Classically, we define the probability of an event as the ratio of the favorable cases, over the number of all possible cases. Of course, these possible cases need to be all equally likely. This works great for discrete settings, like dice rolls, card games, etc. But when facing non-discrete cases, this definition needs to be revised, as the following example shows:

Consider an equilateral triangle inscribed in a circle. Suppose a chord of the circle is chosen at random. What is the probability that the chord is longer than a side of the triangle?

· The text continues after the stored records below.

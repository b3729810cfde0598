//! Id-indexed catalog of top-level locations.
use std::collections::HashMap;

use crate::error::{Error, Result};
use crate::location::{Location, LocationId};

/// Immutable set of top-level locations keyed by id, in insertion order.
#[derive(Debug, Clone, Default)]
pub struct Catalog {
    locations: Vec<Location>,
    index: HashMap<LocationId, usize>,
}

impl Catalog {
    /// Builds a catalog, rejecting duplicate top-level ids.
    pub fn new(locations: Vec<Location>) -> Result<Self> {
        let mut index = HashMap::with_capacity(locations.len());
        for (i, location) in locations.iter().enumerate() {
            if index.insert(location.id.clone(), i).is_some() {
                return Err(Error::DuplicateLocation {
                    id: location.id.clone(),
                });
            }
        }
        Ok(Self { locations, index })
    }

    pub fn get(&self, id: &str) -> Option<&Location> {
        self.index.get(id).map(|&i| &self.locations[i])
    }

    pub fn contains(&self, id: &str) -> bool {
        self.index.contains_key(id)
    }

    pub fn iter(&self) -> impl Iterator<Item = &Location> {
        self.locations.iter()
    }

    /// Every composite location, including composite sublocations, depth first.
    pub fn composites(&self) -> Vec<&Location> {
        let mut out = Vec::new();
        let mut stack: Vec<&Location> = self.locations.iter().rev().collect();
        while let Some(location) = stack.pop() {
            if location.is_composite() {
                out.push(location);
                stack.extend(location.sublocations.iter().rev());
            }
        }
        out
    }

    pub fn len(&self) -> usize {
        self.locations.len()
    }

    pub fn is_empty(&self) -> bool {
        self.locations.is_empty()
    }
}

impl TryFrom<Vec<Location>> for Catalog {
    type Error = Error;

    fn try_from(locations: Vec<Location>) -> Result<Self> {
        Self::new(locations)
    }
}

#[cfg(test)]
mod tests {
    use super::*;

    fn composite(id: &str, children: &[&str]) -> Location {
        let parent = Location::new(id, id);
        let subs = children
            .iter()
            .map(|c| Location::sublocation_of(&parent, c))
            .collect();
        parent.with_sublocations(subs)
    }

    #[test]
    fn lookup_by_id() {
        let catalog = Catalog::new(vec![
            composite("undead_asylum", &["cell", "hall"]),
            Location::new("firelink", "Firelink Shrine"),
        ])
        .expect("unique ids");

        assert_eq!(catalog.len(), 2);
        assert!(catalog.contains("firelink"));
        assert_eq!(
            catalog.get("undead_asylum").map(|l| l.sublocations.len()),
            Some(2)
        );
        assert!(catalog.get("undead_asylum_cell").is_none());
        assert!(catalog.get("missing").is_none());
    }

    #[test]
    fn duplicate_ids_are_rejected() {
        let err = Catalog::new(vec![
            Location::new("a", "A"),
            Location::new("a", "Also A"),
        ])
        .unwrap_err();
        assert!(matches!(err, Error::DuplicateLocation { ref id } if id == "a"));
    }

    #[test]
    fn composites_skip_leaves_and_include_nested() {
        let nested = composite("crypt", &["upper", "lower"]);
        let village = composite("ruined_village", &["plaza"]).with_sublocation(nested);
        let catalog = Catalog::try_from(vec![
            Location::new("firelink", "Firelink Shrine"),
            village,
            composite("undead_asylum", &["cell"]),
        ])
        .expect("unique ids");

        let ids: Vec<&str> = catalog.composites().iter().map(|l| l.id.as_str()).collect();
        assert_eq!(ids, vec!["ruined_village", "crypt", "undead_asylum"]);
    }
}
use location_scatter::prelude::*;
use location_scatter_examples::{demo_catalog, describe_layout, init_tracing};

fn main() -> anyhow::Result<()> {
    init_tracing();
    let catalog = demo_catalog()?;
    let snapshots = SnapshotStore::capture(&catalog);
    let asylum = catalog
        .get("undead_asylum")
        .ok_or_else(|| anyhow::anyhow!("demo catalog lacks undead_asylum"))?;

    // Four sublocations with room for one item each cannot hold six items.
    let options = AdvancedOptions::new()
        .with_seed("advanced_seed")
        .with_guaranteed_distribution(true)
        .with_max_items_per_sublocation(1)
        .with_max_entities_per_sublocation(1);

    let mut sink = VecSink::only(&[
        DistributionEventKind::ItemDropped,
        DistributionEventKind::EntityDropped,
    ]);
    let result = Distributor::strict(&snapshots).distribute_advanced_with_events(
        asylum,
        &options,
        &mut sink,
    )?;

    print!("{}", describe_layout(&result.layout));
    for event in sink.as_slice() {
        match event {
            DistributionEvent::ItemDropped { item_id, attempts, .. } => {
                println!("dropped item {item_id} after {attempts} attempts");
            }
            DistributionEvent::EntityDropped { entity_id, attempts, .. } => {
                println!("dropped entity {entity_id} after {attempts} attempts");
            }
            _ => {}
        }
    }
    tracing::info!(
        "Dropped {} items and {} entities.",
        result.items_dropped,
        result.entities_dropped
    );

    // Minimum above maximum is rejected before anything is distributed.
    let invalid = options.clone().with_min_items_per_sublocation(3);
    if let Err(err) = Distributor::new(&snapshots).distribute_advanced(asylum, &invalid) {
        tracing::warn!("{err}");
    }
    Ok(())
}
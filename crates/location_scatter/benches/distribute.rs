mod common;

use std::hint::black_box;

use criterion::{criterion_group, criterion_main, BenchmarkId, Criterion};
use location_scatter::prelude::*;
use rand::rngs::StdRng;
use rand::SeedableRng;

fn basic_benches(c: &mut Criterion) {
    let mut group = c.benchmark_group("distribute/basic");

    for &n in &[16usize, 256, 4096] {
        let parent = common::make_composite("bench", 8, n, n / 4);
        let store = SnapshotStore::capture(&Catalog::new(vec![parent.clone()]).unwrap());
        group.throughput(common::elements_throughput(n + n / 4));

        group.bench_with_input(BenchmarkId::new("seeded", n), &n, |b, _| {
            b.iter(|| {
                let layout = distribute(&parent, &store, Some("player123_visit1"));
                black_box(layout);
            });
        });

        group.bench_with_input(BenchmarkId::new("std_rng", n), &n, |b, _| {
            let mut rng = AmbientRandom::new(StdRng::seed_from_u64(0xC0FFEE));
            b.iter(|| {
                let result = distribute_with_events(&parent, &store, &mut rng, &mut ());
                black_box(result);
            });
        });
    }

    group.finish();
}

fn advanced_benches(c: &mut Criterion) {
    let mut group = c.benchmark_group("distribute/advanced");

    for &n in &[16usize, 256, 4096] {
        let parent = common::make_composite("bench", 8, n, n / 4);
        let store = SnapshotStore::capture(&Catalog::new(vec![parent.clone()]).unwrap());
        group.throughput(common::elements_throughput(n + n / 4));

        let roomy = AdvancedOptions::new()
            .with_seed("roomy")
            .with_guaranteed_distribution(true);
        group.bench_with_input(BenchmarkId::new("unbounded", n), &n, |b, _| {
            b.iter(|| black_box(distribute_advanced(&parent, &store, &roomy)));
        });

        // Capacity far below the pool: most values burn the full attempt ceiling.
        let tight = AdvancedOptions::new()
            .with_seed("tight")
            .with_max_items_per_sublocation(2)
            .with_max_entities_per_sublocation(1);
        group.bench_with_input(BenchmarkId::new("tight_capacity", n), &n, |b, _| {
            b.iter(|| black_box(distribute_advanced(&parent, &store, &tight)));
        });
    }

    group.finish();
}

fn seeded_random_benches(c: &mut Criterion) {
    let mut group = c.benchmark_group("random/seeded");
    let draws = 4096usize;
    group.throughput(common::elements_throughput(draws));
    group.bench_function("pick_index", |b| {
        b.iter(|| {
            let mut rng = SeededRandom::new("player123_visit1");
            let mut acc = 0usize;
            for _ in 0..draws {
                acc = acc.wrapping_add(rng.pick_index(7));
            }
            black_box(acc);
        });
    });
    group.finish();
}

criterion_group! {
    name = benches;
    config = common::default_criterion();
    targets = basic_benches, advanced_benches, seeded_random_benches
}
criterion_main!(benches);
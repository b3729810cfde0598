//! Cache of the currently active layout per location.
//!
//! [`LocationManager`] owns the catalog together with a snapshot store that covers it, and
//! maps each requested location id to its last computed layout. Entries live until they are
//! refreshed or the whole cache is cleared; the key space is the fixed catalog, so there is no
//! eviction.
use std::collections::HashMap;

use tracing::{debug, info};

use crate::catalog::Catalog;
use crate::distribute::{distribute, distribute_advanced, AdvancedOptions};
use crate::error::Result;
use crate::location::{Location, LocationId};
use crate::snapshot::SnapshotStore;

/// Layout cache keyed by [`LocationId`].
#[derive(Debug, Clone)]
pub struct LocationManager {
    catalog: Catalog,
    snapshots: SnapshotStore,
    layouts: HashMap<LocationId, Location>,
    computations: usize,
}

impl LocationManager {
    /// Creates a manager, capturing the snapshot of every composite location first.
    pub fn new(catalog: Catalog) -> Self {
        let snapshots = SnapshotStore::capture(&catalog);
        Self {
            catalog,
            snapshots,
            layouts: HashMap::new(),
            computations: 0,
        }
    }

    /// Creates a manager from an existing snapshot store, failing if the store is missing a
    /// composite location of `catalog`.
    pub fn with_snapshots(catalog: Catalog, snapshots: SnapshotStore) -> Result<Self> {
        snapshots.ensure_covers(&catalog)?;
        Ok(Self {
            catalog,
            snapshots,
            layouts: HashMap::new(),
            computations: 0,
        })
    }

    pub fn catalog(&self) -> &Catalog {
        &self.catalog
    }

    pub fn snapshots(&self) -> &SnapshotStore {
        &self.snapshots
    }

    /// Returns the cached layout for `id`, computing an unseeded one if none is cached or
    /// `force_new` is set. `None` if the catalog has no such location.
    pub fn get_location(&mut self, id: &str, force_new: bool) -> Option<&Location> {
        if !force_new && self.layouts.contains_key(id) {
            debug!("Serving cached layout for '{}'.", id);
            return self.layouts.get(id);
        }
        let fresh = self.fresh_layout(id, None)?;
        self.store(id, fresh)
    }

    /// Recomputes the layout for `id`, optionally seeded, and replaces the cached entry.
    pub fn refresh_location_layout(&mut self, id: &str, seed: Option<&str>) -> Option<&Location> {
        let fresh = self.fresh_layout(id, seed)?;
        info!(
            "Refreshed layout for '{}' ({}).",
            id,
            if seed.is_some_and(|s| !s.is_empty()) {
                "seeded"
            } else {
                "unseeded"
            }
        );
        self.store(id, fresh)
    }

    /// Drops every cached layout.
    pub fn clear_all_layouts(&mut self) {
        info!("Clearing {} cached layouts.", self.layouts.len());
        self.layouts.clear();
    }

    /// Computes a basic layout for `id` without touching the cache.
    pub fn fresh_layout(&self, id: &str, seed: Option<&str>) -> Option<Location> {
        let parent = self.catalog.get(id)?;
        Some(distribute(parent, &self.snapshots, seed))
    }

    /// Computes an advanced layout for `id` without touching the cache.
    ///
    /// Invalid options are an error; an unknown id is `Ok(None)`.
    pub fn advanced_layout(&self, id: &str, options: &AdvancedOptions) -> Result<Option<Location>> {
        options.validate()?;
        Ok(self
            .catalog
            .get(id)
            .map(|parent| distribute_advanced(parent, &self.snapshots, options)))
    }

    /// The cached layout for `id`, without computing one.
    pub fn cached_layout(&self, id: &str) -> Option<&Location> {
        self.layouts.get(id)
    }

    /// Number of layouts computed into the cache so far.
    pub fn computations(&self) -> usize {
        self.computations
    }

    pub fn len(&self) -> usize {
        self.layouts.len()
    }

    pub fn is_empty(&self) -> bool {
        self.layouts.is_empty()
    }

    fn store(&mut self, id: &str, layout: Location) -> Option<&Location> {
        self.computations += 1;
        self.layouts.insert(id.to_owned(), layout);
        self.layouts.get(id)
    }
}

Fix any point, say \( P \) in the circle. Consider any random chord in the circle, by choosing any other point \( Q \) on it. The number of possible cases is thus \( (2\pi \times 1)^2 = 4\pi^2. \) Place one of the vertices of the equilateral triangle on \( P \), and notice that the circle gets partitioned in three arcs with equal length \( ({2\pi}/{3}). \) Only if \( Q \) belongs in the arc farthest to \( P, \) we will have a chord longer than the side of the triangle. Therefore, the number of favorable cases is \( 2\pi \times \tfrac{2\pi}{3} = \tfrac{4\pi^2}{3}. \) Consequently, the probability we are looking for is \( \tfrac{1}{3}. \)
Choose any point \( P \) on the circle, any point \( Q_P \) on the radius \( r_P=\overline{0P}, \) and consider the chord formed from the perpendicular to \( r_P \) by \( Q_P. \) There are \( 2\pi \times 1 = 2\pi \) possible cases. Place the equilateral triangle so that one of the sides is perpendicular to \( r_P, \) and notice that the number of favorable cases coincide with those chords where \( Q_P \) is nearer the center of the circle than the point where the side of the triangle intersects the radius. A simple trigonometric computation tells us that the number of favorable cases is precisely \( 2\pi \times \tfrac{1}{2} = \pi, \) and thus the probability we are looking for is \( \tfrac{1}{2}. \)
Choose any point \( P \) in the interior of the disk, and consider the only chord that has \( P \) as a midpoint. There are \( \pi \times 1^2 = \pi \) possible cases. The chord will be longer than the side of the triangle, only if the chosen point falls within a concentric circle of radius \( \tfrac{1}{2}. \) The number of favorable cases is thus the area of this circle: \( \pi \times \big( \tfrac{1}{2} \big)^2 = \tfrac{\pi}{4}. \) The probability we are looking for is in this case \( \tfrac{1}{4}. \)

The three methods are sound: why did we get different answers? Which student do you think got it “right”? Can you explain what the paradox is in this situation?